New Structure, Same Goals
The goals of the P2P program remain the same. However, we are moving from three to two tiers of funding. Completing the two new tiers will take awardees 21 months; the original three-tiered program took 33 months.
The redesigned first tier, Tier A, supports the development of research partnerships as they work together to identify a CER question—or series of questions—that are important to patients, researchers, and other healthcare stakeholders. The second tier, Tier B, helps research partnerships refine CER questions and use them to craft an application for CER study funds.

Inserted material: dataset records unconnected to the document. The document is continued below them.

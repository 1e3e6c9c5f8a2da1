pub mod common;
pub mod delete_confirmation_dialog;
pub mod help_dialog;
pub mod logs_dialog;

pub use delete_confirmation_dialog::DeleteConfirmationDialog;
pub use help_dialog::HelpDialog;
pub use logs_dialog::LogsDialog;
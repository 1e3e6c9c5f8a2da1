//! Backend factory for creating backend instances from configuration.

use anyhow::{anyhow, Result};
use std::sync::Arc;
use std::time::Duration;

use super::{rest::RestBackend, Backend};
use crate::config::ApiConfig;

/// Create a backend instance from the `[api]` configuration section.
///
/// # Errors
/// Returns error if the HTTP client cannot be built (e.g. TLS setup fails).
pub fn create_backend(api: &ApiConfig) -> Result<Arc<dyn Backend>> {
    let backend = RestBackend::new(&api.base_url, api.user_id, Duration::from_secs(api.timeout_secs))
        .map_err(|e| anyhow!("Failed to create REST backend for {}: {}", api.base_url, e))?;
    Ok(Arc::new(backend))
}
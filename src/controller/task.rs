use serde::{Deserialize, Serialize};

use crate::backend::BackendTask;

pub type TaskId = u64;

/// A titled, completable to-do item.
#[derive(Debug, Clone, PartialEq, Eq, Serialize, Deserialize)]
pub struct Task {
    pub id: TaskId,
    pub title: String,
    pub completed: bool,
}

impl Task {
    pub fn new(id: TaskId, title: impl Into<String>, completed: bool) -> Self {
        Self {
            id,
            title: title.into(),
            completed,
        }
    }
}

impl From<BackendTask> for Task {
    fn from(remote: BackendTask) -> Self {
        Self {
            id: remote.id,
            title: remote.title,
            completed: remote.completed,
        }
    }
}

/// The single edit slot. `saving` lives inside the slot, so a saving task is
/// always the task being edited.
#[derive(Debug, Clone, PartialEq, Eq)]
pub struct EditState {
    pub task_id: TaskId,
    /// Title snapshot taken when editing began
    pub original_title: String,
    /// Text currently typed in the edit input
    pub staged_title: String,
    pub saving: bool,
}

impl EditState {
    pub fn begin(task: &Task) -> Self {
        Self {
            task_id: task.id,
            original_title: task.title.clone(),
            staged_title: task.title.clone(),
            saving: false,
        }
    }
}

/// Keys understood by an edit input.
#[derive(Debug, Clone, Copy, PartialEq, Eq)]
pub enum EditKey {
    /// Commit the edit (Enter)
    Activate,
    /// Abandon the edit (Escape)
    Cancel,
}
//! Layout management and calculations

use crate::constants::{INPUT_HEIGHT, STATUS_HEIGHT};
use ratatui::layout::{Constraint, Direction, Layout, Rect};

/// Manages layout calculations and constraints for the UI
pub struct LayoutManager;

impl LayoutManager {
    /// Split the screen into new-task input, task list and status bar
    #[must_use]
    pub fn main_layout(area: Rect) -> Vec<Rect> {
        Layout::default()
            .direction(Direction::Vertical)
            .constraints([
                Constraint::Length(INPUT_HEIGHT),
                Constraint::Min(0),
                Constraint::Length(STATUS_HEIGHT),
            ])
            .split(area)
            .to_vec()
    }

    /// Calculate a centered rectangle within the given area
    #[must_use]
    pub fn centered_rect(percent_x: u16, percent_y: u16, r: Rect) -> Rect {
        let popup_layout = Layout::default()
            .direction(Direction::Vertical)
            .constraints([
                Constraint::Percentage((100 - percent_y) / 2),
                Constraint::Percentage(percent_y),
                Constraint::Percentage((100 - percent_y) / 2),
            ])
            .split(r);

        Layout::default()
            .direction(Direction::Horizontal)
            .constraints([
                Constraint::Percentage((100 - percent_x) / 2),
                Constraint::Percentage(percent_x),
                Constraint::Percentage((100 - percent_x) / 2),
            ])
            .split(popup_layout[1])[1]
    }

    /// Calculate a centered rectangle with percentage width and fixed line height
    #[must_use]
    pub fn centered_rect_lines(percent_x: u16, height_lines: u16, r: Rect) -> Rect {
        let popup_layout = Layout::default()
            .direction(Direction::Vertical)
            .constraints([
                Constraint::Min(0),
                Constraint::Length(height_lines),
                Constraint::Min(0),
            ])
            .split(r);

        Layout::default()
            .direction(Direction::Horizontal)
            .constraints([
                Constraint::Percentage((100 - percent_x) / 2),
                Constraint::Percentage(percent_x),
                Constraint::Percentage((100 - percent_x) / 2),
            ])
            .split(popup_layout[1])[1]
    }

    /// Calculate help panel dimensions based on screen size
    #[must_use]
    pub fn help_panel_dimensions(screen_width: u16, screen_height: u16) -> (u16, u16) {
        let help_width = if screen_width < 80 { 70 } else { 60 };
        let help_height = if screen_height < 40 { 80 } else { 60 };
        (help_width, help_height)
    }
}
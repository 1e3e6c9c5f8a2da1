//! todoterm - A Terminal User Interface (TUI) for a remote todo list
//!
//! This library provides a terminal-based interface for viewing, creating,
//! editing, completing and deleting todos stored behind a JSONPlaceholder
//! style REST API. The list state lives in a UI-independent controller
//! whose network work runs in the background and is applied when it
//! completes.
//!
//! # Modules
//!
//! The library is organized into several key modules:
//!
//! * [`backend`] - REST client for the remote todo collection
//! * [`config`] - Application configuration management
//! * [`controller`] - Task list state, edit/save/delete flows and notifications
//! * [`ui`] - Terminal user interface components

/// Backend abstraction over the remote todo collection
pub mod backend;

/// Command line arguments of the `todoterm` binary
pub mod cli;

/// Configuration module for managing application settings
pub mod config;

/// Application constants and default values
pub mod constants;

/// Task list controller and its render model
pub mod controller;

/// Icon definitions for visual representation in the TUI
pub mod icons;

/// Logging utilities for debugging and error tracking
pub mod logger;

/// Terminal user interface components and rendering
pub mod ui;
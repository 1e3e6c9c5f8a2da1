//! Status bar component

use ratatui::{
    layout::{Alignment, Rect},
    style::{Color, Style},
    widgets::{Block, Paragraph},
    Frame,
};

use crate::controller::{FocusTarget, NotificationKind, RenderModel};
use crate::icons::IconService;

/// Status bar component
pub struct StatusBar;

impl StatusBar {
    /// Render the status bar: current notification, loading indicator or key hints
    pub fn render(f: &mut Frame, area: Rect, model: &RenderModel, icons: &IconService) {
        let (status_text, status_color) = if let Some(notification) = &model.notification {
            match notification.kind {
                NotificationKind::Success => (format!("{} {}", icons.success(), notification.message), Color::Green),
                NotificationKind::Error => (format!("{} {}", icons.error(), notification.message), Color::Red),
            }
        } else if model.loading {
            (format!("{} Working...", icons.loading()), Color::Yellow)
        } else {
            let hints = match model.focus {
                FocusTarget::List => "Space: toggle • e: edit • d: delete • a: add • r: reload • ?: help • q: quit",
                FocusTarget::NewTaskInput => "Enter: create • Esc: back to list",
                FocusTarget::EditInput(_) => "Enter: save • Esc: cancel",
            };
            (hints.to_string(), Color::Gray)
        };

        let status_bar = Paragraph::new(status_text)
            .block(Block::default())
            .alignment(Alignment::Center)
            .style(Style::default().fg(status_color));

        f.render_widget(status_bar, area);
    }
}
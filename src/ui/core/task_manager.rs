use super::actions::Action;
use crate::backend::Backend;
use crate::controller::{Command, Completion};
use log::debug;
use std::collections::HashMap;
use std::sync::Arc;
use tokio::sync::mpsc;
use tokio::task::JoinHandle;

pub type JobId = u64;

#[derive(Debug)]
pub struct BackgroundJob {
    pub id: JobId,
    pub handle: JoinHandle<()>,
    pub description: String,
    pub started_at: std::time::Instant,
}

/// Runs controller commands in the background, one tokio task per request.
///
/// Each finished request is delivered back to the UI loop as
/// [`Action::CommandCompleted`].
pub struct TaskManager {
    jobs: HashMap<JobId, BackgroundJob>,
    next_job_id: JobId,
    action_sender: mpsc::UnboundedSender<Action>,
}

impl TaskManager {
    pub fn new() -> (Self, mpsc::UnboundedReceiver<Action>) {
        let (tx, rx) = mpsc::unbounded_channel();

        (
            Self {
                jobs: HashMap::new(),
                next_job_id: 1,
                action_sender: tx,
            },
            rx,
        )
    }

    /// Spawn a background request for `command`
    pub fn spawn_command(&mut self, command: Command, backend: Arc<dyn Backend>) -> JobId {
        let job_id = self.next_job_id;
        self.next_job_id += 1;

        let action_sender = self.action_sender.clone();
        let description = command.describe();
        debug!("Spawning job {}: {}", job_id, description);

        let handle = tokio::spawn(async move {
            let completion: Completion = command.execute(backend.as_ref()).await;
            // The receiver is gone only when the app is shutting down
            let _ = action_sender.send(Action::CommandCompleted(completion));
        });

        let job = BackgroundJob {
            id: job_id,
            handle,
            description,
            started_at: std::time::Instant::now(),
        };

        self.jobs.insert(job_id, job);
        job_id
    }

    /// Check for completed jobs and clean them up
    pub fn cleanup_finished_jobs(&mut self) -> Vec<JobId> {
        let finished: Vec<JobId> = self
            .jobs
            .iter()
            .filter(|(_, job)| job.handle.is_finished())
            .map(|(id, _)| *id)
            .collect();

        for job_id in &finished {
            if let Some(job) = self.jobs.remove(job_id) {
                debug!(
                    "Job {} '{}' finished after {:?}",
                    job.id,
                    job.description,
                    job.started_at.elapsed()
                );
            }
        }

        finished
    }

    /// Cancel all running jobs
    pub fn cancel_all_jobs(&mut self) {
        for (_, job) in self.jobs.drain() {
            job.handle.abort();
        }
    }

    /// Get the number of active jobs
    pub fn job_count(&self) -> usize {
        self.jobs.len()
    }
}

impl Drop for TaskManager {
    fn drop(&mut self) {
        // Cancel all jobs when the manager is dropped
        self.cancel_all_jobs();
    }
}
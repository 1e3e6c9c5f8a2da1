//! Constants used throughout the application
//!
//! This module centralizes notification texts, defaults and other constant
//! values to keep the controller and the UI consistent.

// Remote endpoint defaults
pub const DEFAULT_API_URL: &str = "https://jsonplaceholder.typicode.com/todos";
pub const DEFAULT_PAGE_LIMIT: u32 = 5;
pub const DEFAULT_USER_ID: u64 = 1;
pub const DEFAULT_TIMEOUT_SECS: u64 = 30;
pub const DEFAULT_NOTIFICATION_TIMEOUT_SECS: u64 = 3;

// Success Messages
pub const SUCCESS_TASKS_LOADED: &str = "Tasks loaded successfully!";
pub const SUCCESS_TASK_CREATED: &str = "Task created successfully!";
pub const SUCCESS_TASK_UPDATED: &str = "Task updated successfully!";
pub const SUCCESS_TASK_DELETED: &str = "Task deleted successfully!";
pub const SUCCESS_TASK_MARKED_COMPLETED: &str = "Task marked as completed!";
pub const SUCCESS_TASK_MARKED_INCOMPLETE: &str = "Task marked as incomplete!";

// Error Messages
pub const ERROR_LOAD_FAILED: &str = "Error loading tasks.";
pub const ERROR_LOAD_NETWORK: &str = "Network error while loading tasks.";
pub const ERROR_CREATE_FAILED: &str = "Error creating task.";
pub const ERROR_UPDATE_FAILED: &str = "Error updating task.";
pub const ERROR_STATUS_FAILED: &str = "Error updating task status.";
pub const ERROR_DELETE_FAILED: &str = "Error deleting task";
pub const ERROR_SAVE_IN_PROGRESS: &str = "Please wait while the task is being saved...";

// Validation Error Messages
pub const ERROR_EMPTY_NEW_TITLE: &str = "Please enter a task title.";
pub const ERROR_EMPTY_EDIT_TITLE: &str = "Task title cannot be empty.";

// UI Messages
pub const CONFIG_GENERATED: &str = "Generated default configuration file";
pub const EMPTY_LIST_MESSAGE: &str = "No tasks available. Add a new task.";
pub const NEW_TASK_PLACEHOLDER: &str = "Press 'a' to add a task...";
pub const DELETE_PROMPT: &str = "Are you sure you want to delete this task?";
pub const DIALOG_TITLE_LOGS: &str = "Logs - Press 'Esc', 'G' or 'q' to close";

// UI Layout Constants
/// Height of the new-task input box in rows
pub const INPUT_HEIGHT: u16 = 3;
/// Height of the status bar in rows
pub const STATUS_HEIGHT: u16 = 1;
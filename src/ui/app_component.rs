use crate::backend::Backend;
use crate::controller::{Command, Controller, EditKey, FocusTarget, RenderModel};
use crate::icons::IconService;
use crate::logger::Logger;
use crate::ui::components::{DialogComponent, InputComponent, StatusBar, TaskListComponent};
use crate::ui::core::{
    actions::{Action, DialogType},
    task_manager::TaskManager,
    Component,
};
use crate::ui::layout::LayoutManager;
use crossterm::event::{KeyCode, KeyEvent, KeyModifiers};
use ratatui::{layout::Rect, Frame};
use std::sync::Arc;
use std::time::Instant;
use tokio::sync::mpsc;

pub struct AppComponent {
    // Component composition
    task_list: TaskListComponent,
    input: InputComponent,
    dialog: DialogComponent,

    // Application state
    controller: Controller,
    icons: IconService,

    // Services
    backend: Arc<dyn Backend>,
    task_manager: TaskManager,
    background_action_rx: mpsc::UnboundedReceiver<Action>,
    logger: Logger,

    should_quit: bool,
}

impl AppComponent {
    pub fn new(controller: Controller, backend: Arc<dyn Backend>, logger: Logger, icons: IconService) -> Self {
        let (task_manager, background_action_rx) = TaskManager::new();

        let mut app = Self {
            task_list: TaskListComponent::new(),
            input: InputComponent::new(),
            dialog: DialogComponent::new(logger.clone(), icons.clone()),
            controller,
            icons,
            backend,
            task_manager,
            background_action_rx,
            logger,
            should_quit: false,
        };
        app.sync_component_data();
        app
    }

    pub fn should_quit(&self) -> bool {
        self.should_quit
    }

    pub fn controller(&self) -> &Controller {
        &self.controller
    }

    pub fn render_model(&self) -> RenderModel {
        self.controller.render_model()
    }

    /// Get the number of requests still running
    pub fn active_job_count(&self) -> usize {
        self.task_manager.job_count()
    }

    /// Fetch the first page of tasks on startup
    pub fn trigger_initial_load(&mut self) {
        self.logger.log("AppComponent: Starting initial load".to_string());
        let command = self.controller.load();
        self.spawn_command(command);
    }

    /// Update all components with current controller data
    fn sync_component_data(&mut self) {
        let model = self.controller.render_model();
        self.task_list.update_data(&model, self.icons.clone());
        self.input.update_data(
            &model.new_task_input,
            model.focus == FocusTarget::NewTaskInput,
            self.icons.clone(),
        );
        self.dialog.update_data(model.pending_delete, self.icons.clone());
    }

    /// Route a key to whoever owns input right now: the delete prompt or an
    /// open dialog, then the edit input, the new-task input, and finally the
    /// task list and global shortcuts.
    pub fn handle_key_events(&mut self, key: KeyEvent) -> Action {
        if key.code == KeyCode::Char('c') && key.modifiers.contains(KeyModifiers::CONTROL) {
            self.logger.log("Global key: Ctrl+C - quitting application".to_string());
            return Action::Quit;
        }

        if self.dialog.is_visible() {
            return self.dialog.handle_key_events(key);
        }

        match self.controller.render_model().focus {
            FocusTarget::EditInput(id) => match key.code {
                KeyCode::Enter => Action::EditKey(id, EditKey::Activate),
                KeyCode::Esc => Action::EditKey(id, EditKey::Cancel),
                KeyCode::Backspace => Action::EditBackspace,
                KeyCode::Char(c) => Action::EditChar(c),
                _ => Action::None,
            },
            FocusTarget::NewTaskInput => self.input.handle_key_events(key),
            FocusTarget::List => match self.task_list.handle_key_events(key) {
                Action::None => self.handle_global_key(key),
                action => action,
            },
        }
    }

    /// Handle global keyboard shortcuts that aren't component-specific
    fn handle_global_key(&mut self, key: KeyEvent) -> Action {
        match key.code {
            KeyCode::Char('q') => {
                self.logger.log("Global key: 'q' - quitting application".to_string());
                Action::Quit
            }
            KeyCode::Char('?') | KeyCode::Char('h') => Action::ShowDialog(DialogType::Help),
            KeyCode::Char('G') => Action::ShowDialog(DialogType::Logs),
            KeyCode::Char('a') | KeyCode::Char('i') => Action::FocusInput,
            KeyCode::Char('r') => Action::Reload,
            KeyCode::Char('I') => Action::CycleIconTheme,
            _ => Action::None,
        }
    }

    /// Apply an action to the controller and components
    pub fn handle_action(&mut self, action: Action) {
        let action = self.task_list.update(action);
        let action = self.dialog.update(action);

        match action {
            Action::Quit => {
                self.should_quit = true;
            }
            Action::FocusInput => self.controller.focus_input(),
            Action::BlurInput => self.controller.blur_input(),
            Action::InputChar(c) => self.controller.push_input_char(c),
            Action::InputBackspace => self.controller.pop_input_char(),
            Action::SubmitNewTask => match self.controller.submit_new_task() {
                Ok(command) => self.spawn_command(command),
                Err(e) => self.logger.log(format!("Task: Create rejected: {}", e)),
            },
            Action::ToggleTask(id) => {
                self.logger.log(format!("Task: Toggling completion of task {}", id));
                if let Some(command) = self.controller.toggle_complete(id) {
                    self.spawn_command(command);
                }
            }
            Action::EditTask(id) => {
                self.logger.log(format!("Task: Editing task {}", id));
                self.controller.edit_task(id);
            }
            Action::EditChar(c) => self.controller.push_edit_char(c),
            Action::EditBackspace => self.controller.pop_edit_char(),
            Action::EditKey(id, key) => match self.controller.handle_edit_key(id, key) {
                Ok(Some(command)) => self.spawn_command(command),
                Ok(None) => {}
                Err(e) => self.logger.log(format!("Task: Edit of {} rejected: {}", id, e)),
            },
            Action::RequestDelete(id) => {
                self.controller.request_delete(id);
            }
            Action::ResolveDelete(confirmed) => {
                if let Some(command) = self.controller.resolve_delete(confirmed) {
                    self.spawn_command(command);
                }
            }
            Action::Reload => {
                self.logger.log("Data: Reloading tasks".to_string());
                let command = self.controller.load();
                self.spawn_command(command);
            }
            Action::CommandCompleted(completion) => {
                self.logger.log(format!(
                    "Background: Request finished ({})",
                    if completion.is_success() { "ok" } else { "failed" }
                ));
                self.controller.apply(completion);
                self.task_manager.cleanup_finished_jobs();
            }
            Action::CycleIconTheme => {
                self.icons.cycle_icon_theme();
                self.logger
                    .log(format!("UI: Icon theme switched to {:?}", self.icons.theme()));
            }
            Action::ShowDialog(_) | Action::HideDialog | Action::NextTask | Action::PreviousTask | Action::None => {}
        }

        self.sync_component_data();
    }

    /// Process results delivered by background requests, returns how many were applied
    pub fn process_background_actions(&mut self) -> usize {
        let mut processed = 0;
        while let Ok(action) = self.background_action_rx.try_recv() {
            self.handle_action(action);
            processed += 1;
        }
        processed
    }

    /// Periodic housekeeping: drop finished jobs and expire the notification.
    /// Returns true when the screen changed.
    pub fn tick(&mut self, now: Instant) -> bool {
        self.task_manager.cleanup_finished_jobs();
        let expired = self.controller.expire_notification(now);
        if expired {
            self.sync_component_data();
        }
        expired
    }

    fn spawn_command(&mut self, command: Command) {
        self.logger
            .log(format!("Background: Spawning '{}'", command.describe()));
        self.task_manager.spawn_command(command, self.backend.clone());
    }

    pub fn render(&mut self, f: &mut Frame, rect: Rect) {
        let chunks = LayoutManager::main_layout(rect);
        let model = self.controller.render_model();

        self.input.render(f, chunks[0]);
        self.task_list.render(f, chunks[1]);
        StatusBar::render(f, chunks[2], &model, &self.icons);
        self.dialog.render(f, rect);
    }
}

Please see our first Tier A funding announcement that opened on March 1, 2017.
Timeline for the Pipeline
We expect to make as many as 50 Tier A awards of $50,000 each to cover 12 months of partnership development. We invite applications from patients, patient organizations, other stakeholders, and researchers focused on a particular health issue that can lead to a patient-centered CER project. The deadline to submit a letter of inquiry (LOI) for these awards is April 20, and the deadline for partnerships invited to submit a full application is June 30.
We encourage LOIs from teams that have previously submitted proposals for PCORI research funding and received recommendations to strengthen their engagement plans.
P2P awards already in progress will continue to move through the three-tiered pipeline.